Marcus Antonio Robinson (born February 27, 1975) is an American former football player in the NFL, who played the position of wide receiver.

He has played for the Chicago Bears, the Baltimore Ravens, and the Minnesota Vikings, as well as the Rhein Fire. He founded the Marcus Robinson Foundation for underprivileged children.

Early life
Robinson was born in Fort Valley, Georgia and attended Peach County High School in Fort Valley, where he starred in football and track. In football, he won All-America and All-State honors as a wide receiver, free safety, and punter. In track, he won regional titles on the 100 and 200 meter dashes.

College career
Robinson played wide receiver at the University of South Carolina.

Professional career

Robinson was drafted by the Chicago Bears in the 4th round (108th overall) of the 1997 NFL Draft. He missed his rookie season with a thumb injury.  In 1998, Robinson played with the Rhein Fire of NFL Europe during the NFL the offseason. He led the NFL Europe league in receiving yards, won the season MVP award, and won the championship at World Bowl '98.
 
Robinson had a successful season in 1999 with the Bears, setting a team record with 1,400 receiving yards which stood until the record was broken by Brandon Marshall in 2012.
Injuries forced him into a journeyman role for the rest of his career.

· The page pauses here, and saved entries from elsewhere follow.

impl ExpirySweep {
    pub fn new(
        licenses: Arc<dyn LicenseRepository>,
        agents: Arc<dyn AgentRepository>,
        batch_logs: Arc<dyn BatchLogRepository>,
        clock: Arc<dyn Clock>,
        event_bus: EventBus,
        actor: impl Into<String>,
    ) -> Self {
        Self {
            licenses,
            agents,
            batch_logs,
            clock,
            event_bus,
            actor: actor.into(),
        }
    }

    /// Licenses the sweep would expire on `today`, ordered by renewal date.
    pub async fn scan(&self, today: NaiveDate) -> Result<Vec<License>, RepositoryError> {
        let mut found: Vec<License> = self
            .licenses
            .find_by_status(LicenseStatus::Active)
            .await?
            .into_iter()
            .filter(|l| LicenseRuleEngine::is_expired(l, today))
            .collect();
        found.sort_by(|a, b| a.renewal_date().cmp(&b.renewal_date()).then(a.id.0.cmp(&b.id.0)));
        Ok(found)
    }

    pub async fn run(&self, options: SweepOptions) -> Result<SweepReport, SweepError> {
        if options.chunk_size == 0 {
            return Err(SweepError::InvalidChunkSize);
        }
        let timer = Instant::now();
        let mut log = BatchOperationLog::start(
            options.run_date,
            options.dry_run,
            options.chunk_size,
            self.clock.now(),
        );
        info!(
            run_id = %log.id,
            run_date = %options.run_date,
            dry_run = options.dry_run,
            chunk_size = options.chunk_size,
            "Expiry sweep started"
        );

        let mut deactivated = BTreeSet::new();
        if !options.dry_run {
            let pending = self.pending_deactivations().await.map_err(SweepError::History)?;
            if !pending.is_empty() {
                info!(run_id = %log.id, count = pending.len(), "Retrying agent deactivations from the previous run");
                self.deactivate_agents(pending, &mut log, &mut deactivated).await;
            }
        }

        let found = self.scan(options.run_date).await.map_err(SweepError::Scan)?;
        log.total_found = found.len();
        log.advance(SweepPhase::Batching)?;
        log.chunks = found.chunks(options.chunk_size).count();

        if options.dry_run {
            for license in &found {
                log.affected_license_ids.push(license.id);
                log.affected_agent_ids.insert(license.agent_id);
            }
            log.advance(SweepPhase::DryRunDone)?;
        } else {
            log.advance(SweepPhase::Committing)?;
            for (index, chunk) in found.chunks(options.chunk_size).enumerate() {
                self.commit_chunk(index, chunk, options.run_date, &mut log, &mut deactivated)
                    .await;
            }
            log.advance(SweepPhase::Done)?;
        }

        let finished_at = self.clock.now();
        log.finish(finished_at);
        if let Err(e) = self.batch_logs.append(&log).await {
            error!(run_id = %log.id, error = %e, "Failed to write sweep log");
            return Err(SweepError::LogWrite {
                run_id: log.id.to_string(),
                source: e,
            });
        }

        metrics::counter!("lifecycle_sweep_runs_total", "dry_run" => options.dry_run.to_string())
            .increment(1);
        metrics::counter!("lifecycle_sweep_licenses_expired_total").increment(log.succeeded as u64);
        metrics::counter!("lifecycle_sweep_licenses_failed_total").increment(log.failed as u64);
        metrics::counter!("lifecycle_sweep_agents_deactivated_total").increment(deactivated.len() as u64);
        metrics::counter!("lifecycle_sweep_agent_deactivation_failures_total")
            .increment(log.failed_agent_ids.len() as u64);
        metrics::histogram!("lifecycle_sweep_duration_seconds").record(timer.elapsed().as_secs_f64());

        info!(
            run_id = %log.id,
            phase = log.phase.as_str(),
            total_found = log.total_found,
            succeeded = log.succeeded,
            failed = log.failed,
            deactivated_agents = deactivated.len(),
            failed_agents = log.failed_agent_ids.len(),
            "Expiry sweep finished"
        );
        if !log.is_clean() {
            warn!(run_id = %log.id, "Expiry sweep left failures; see failed_ids and failed_agent_ids");
        }
        self.event_bus.publish_sweep_event(SweepEvent::SweepCompleted {
            run_id: log.id,
            phase: log.phase,
            dry_run: log.dry_run,
            total_found: log.total_found,
            succeeded: log.succeeded,
            failed: log.failed,
            deactivated_agents: deactivated.len(),
            completed_at: finished_at,
        });

        Ok(SweepReport {
            log,
            deactivated_agents: deactivated,
        })
    }

    async fn commit_chunk(
        &self,
        index: usize,
        chunk: &[License],
        run_date: NaiveDate,
        log: &mut BatchOperationLog,
        deactivated: &mut BTreeSet<AgentId>,
    ) {
        let ctx = DecisionContext::on(run_date);
        let mut transitions: Vec<Transition> = Vec::with_capacity(chunk.len());
        for license in chunk {
            match LicenseRuleEngine::decide(license, &LicenseAction::MarkExpired, ctx).into_result() {
                Ok(t) => transitions.push(t),
                Err(reason) => {
                    warn!(license_id = %license.id, reason = %reason, "License no longer expirable");
                    log.record_failure(license.id);
                }
            }
        }
        if transitions.is_empty() {
            return;
        }

        let now = self.clock.now();
        match self.licenses.expire_batch(&transitions, &self.actor, now).await {
            Ok(outcome) => {
                debug!(chunk = index, expired = outcome.expired.len(), "Chunk committed");
                for license in &outcome.expired {
                    log.record_success(license.id, license.agent_id);
                }
                deactivated.extend(outcome.deactivated_agents);
            }
            Err(e) => {
                warn!(chunk = index, size = transitions.len(), error = %e, "Bulk expiry failed, retrying per license");
                metrics::counter!("lifecycle_sweep_chunk_fallbacks_total").increment(1);
                self.commit_individually(&transitions, log, deactivated).await;
            }
        }
    }

    async fn commit_individually(
        &self,
        transitions: &[Transition],
        log: &mut BatchOperationLog,
        deactivated: &mut BTreeSet<AgentId>,
    ) {
        let mut touched_agents = BTreeSet::new();
        for transition in transitions {
            let now = self.clock.now();
            match self.licenses.apply_transition(transition, &self.actor, now).await {
                Ok(license) => {
                    log.record_success(license.id, license.agent_id);
                    touched_agents.insert(license.agent_id);
                }
                Err(e) => {
                    warn!(license_id = %transition.license_id, error = %e, "License could not be expired");
                    log.record_failure(transition.license_id);
                }
            }
        }

        self.deactivate_agents(touched_agents, log, deactivated).await;
    }

    /// Agents listed as failed by the most recent committed run.
    async fn pending_deactivations(&self) -> Result<BTreeSet<AgentId>, RepositoryError> {
        let recent = self.batch_logs.list_recent(PENDING_LOOKBACK_RUNS).await?;
        Ok(recent
            .into_iter()
            .find(|l| !l.dry_run)
            .map(|l| l.failed_agent_ids)
            .unwrap_or_default())
    }

    async fn deactivate_agents(
        &self,
        agents: impl IntoIterator<Item = AgentId>,
        log: &mut BatchOperationLog,
        deactivated: &mut BTreeSet<AgentId>,
    ) {
        for agent_id in agents {
            match self.agents.deactivate_if_unlicensed(agent_id, self.clock.now()).await {
                Ok(true) => {
                    deactivated.insert(agent_id);
                }
                Ok(false) => {}
                Err(e) => {
                    warn!(agent_id = %agent_id, error = %e, "Agent deactivation failed");
                    log.record_agent_failure(agent_id);
                }
            }
        }
    }
}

As a Baltimore Raven in 2003, Robinson caught four touchdown passes in an overtime win over the Seattle Seahawks. He was expected to be resigned, but the Ravens wanted their first star at wide receiver, so Robinson was let a free agent. He was the leading wide receiver for the Minnesota Vikings the previous three years before he was  cut on Christmas Eve, 2006. The  move came a day after the St. Paul Pioneer Press published an interview with Robinson in which he expressed displeasure with the Vikings' 6-9-1 record.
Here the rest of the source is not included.